Once I looked up to find Carol's eyes on mine. I smiled a little and she watched me gravely, seriously. Did she guess what was happening here?

“Your bet, Mistah Duval.” It was John's soft Georgia voice. I gathered my cards, glanced at them, and raised. Tallman saw me and kicked it up. Henry studied his cards, shrugged, and threw them in.

“Too rich for my blood,” he said, smiling.

John kicked it up again, then Tallman raised. He was sweating now. I could see his tongue touch his lips, and the panic in the glance he threw at John when he heard the raise was not simulated. He waited after his raise, watching to see what I would do, and I deliberately let him sweat it out. I was holding three aces and a pair of sixes, and I was sure it wasn't good enough. John had dealt this hand.

My signal to John brought instant response. His hand dropped to the table, and the signal told me he was holding an ace.

Tallman stirred impatiently. Puttering a bit, as if uncertain, I raised twenty dollars. The Southerner threw in his hand and Tallman saw my raise, then felt in his pockets for more money and found none. There was an instant of blank consternation, and then he called. He was holding four queens and a trey when he spread his hand.

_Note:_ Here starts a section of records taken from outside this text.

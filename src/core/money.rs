//! Rupiah amount checks and rounding.
//!
//! The engine works on already-parsed [`Decimal`] values. Every calculator
//! runs its monetary inputs through these checks before doing arithmetic.

use rust_decimal::{Decimal, RoundingStrategy};
use rust_decimal_macros::dec;

use super::error::PajakError;

/// Largest accepted input amount (10^18 rupiah).
///
/// Keeps every product with a rate far away from `Decimal::MAX`.
pub const MAX_AMOUNT: Decimal = dec!(1_000_000_000_000_000_000);

/// Round to the nearest whole rupiah, halves away from zero.
pub fn round_rupiah(amount: Decimal) -> Decimal {
    amount.round_dp_with_strategy(0, RoundingStrategy::MidpointAwayFromZero)
}

/// Require `value > 0` and within [`MAX_AMOUNT`].
pub(crate) fn require_positive(
    field: &'static str,
    label: &str,
    value: Decimal,
) -> Result<(), PajakError> {
    if value <= Decimal::ZERO {
        return Err(PajakError::invalid(
            field,
            format!("{label} must be positive, got {value}"),
        ));
    }
    require_bounded(field, label, value)
}

/// Require `value >= 0` and within [`MAX_AMOUNT`].
pub(crate) fn require_non_negative(
    field: &'static str,
    label: &str,
    value: Decimal,
) -> Result<(), PajakError> {
    if value < Decimal::ZERO {
        return Err(PajakError::invalid(
            field,
            format!("{label} must not be negative, got {value}"),
        ));
    }
    require_bounded(field, label, value)
}

/// Require a rate fraction in `0..=1`.
pub(crate) fn require_rate(
    field: &'static str,
    label: &str,
    rate: Decimal,
) -> Result<(), PajakError> {
    if rate < Decimal::ZERO || rate > Decimal::ONE {
        return Err(PajakError::invalid(
            field,
            format!("{label} must be between 0 and 1, got {rate}"),
        ));
    }
    Ok(())
}

fn require_bounded(field: &'static str, label: &str, value: Decimal) -> Result<(), PajakError> {
    if value > MAX_AMOUNT {
        return Err(PajakError::invalid(
            field,
            format!("{label} exceeds the supported maximum of {MAX_AMOUNT}"),
        ));
    }
    Ok(())
}

#[cfg(test)]
mod tests {
    use super::*;

    #[test]
    fn rounds_half_away_from_zero() {
        assert_eq!(round_rupiah(dec!(10.5)), dec!(11));
        assert_eq!(round_rupiah(dec!(10.49)), dec!(10));
        assert_eq!(round_rupiah(dec!(-10.5)), dec!(-11));
    }

    #[test]
    fn positive_rejects_zero_and_negative() {
        assert!(require_positive("amount", "amount", dec!(0)).is_err());
        assert!(require_positive("amount", "amount", dec!(-1)).is_err());
        assert!(require_positive("amount", "amount", dec!(0.01)).is_ok());
    }

    #[test]
    fn non_negative_accepts_zero() {
        assert!(require_non_negative("pph_paid", "PPh paid", dec!(0)).is_ok());
        assert!(require_non_negative("pph_paid", "PPh paid", dec!(-0.01)).is_err());
    }

    #[test]
    fn huge_amount_rejected() {
        let err = require_positive("amount", "amount", MAX_AMOUNT + dec!(1)).unwrap_err();
        assert!(err.to_string().contains("supported maximum"));
        assert!(require_positive("amount", "amount", MAX_AMOUNT).is_ok());
    }

    #[test]
    fn rate_bounds() {
        assert!(require_rate("rate", "rate", dec!(0)).is_ok());
        assert!(require_rate("rate", "rate", dec!(1)).is_ok());
        assert!(require_rate("rate", "rate", dec!(1.01)).is_err());
        assert!(require_rate("rate", "rate", dec!(-0.1)).is_err());
    }

    #[test]
    fn message_names_the_field() {
        let err = require_positive("gross_income", "gross income", dec!(0)).unwrap_err();
        match err {
            PajakError::InvalidInput(v) => {
                assert_eq!(v.field, "gross_income");
                assert!(v.message.starts_with("gross income must be positive"));
            }
            other => panic!("unexpected error: {other}"),
        }
    }
}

Hesitating only momentarily, I put my cards down, bunched together.

“Spread 'em!” John demanded impatiently, and reaching across the table he spread my cards—secretly passing his ace to give me four aces and a six.

Tallman's eyes bulged. He swallowed and his face grew red. He glared at the cards as if staring would change their spots. Then he swore viciously.

Coolly, I gathered in the pot, palming and discarding my extra six as my hand passed the discards. Carefully, I began stacking my coins while John gathered the cards together.

“I'm clean!” Tallman flattened his big hands on the table. He looked around the room. “Who wants to stake me? I'll pay, I'm good for it!”

Nobody replied. Haven was apparently dozing. Rock Wilson was smoking and staring into the fire. Henry yawned and looked at the one window through which we could see. It was faintly gray. It would soon be morning.

From the ceiling a drop gathered and fell with a fat
plop
into the bucket. Nobody spoke, and in the silence we realized for the first time that the rain had almost ceased.

“What's got into you?” Tallman demanded. “You were plenty willin' to take my money! Gimme a chance to get even!”

“No man wants to play agin his own money,” Wilson commented mildly.

My winnings were stacked, part of it put away, yet of what remained the entire six hundred dollars had been won from Tallman. “Seems early to end a game,” I remarked carelessly. “Have you got any collateral?”

He hesitated. “I've got a—!” He had started to put up his pistol, but changed his mind suddenly. Something inside me tightened when I realized what that might mean.

Tallman stared around, scowling. “I guess I ain't got—” It was time now, if it was ever to be time. Yet as the moment came, I felt curiously on edge myself.

“Doesn't she owe you money?” I indicated Carol Houston. “And that agreement to marry should be worth something.”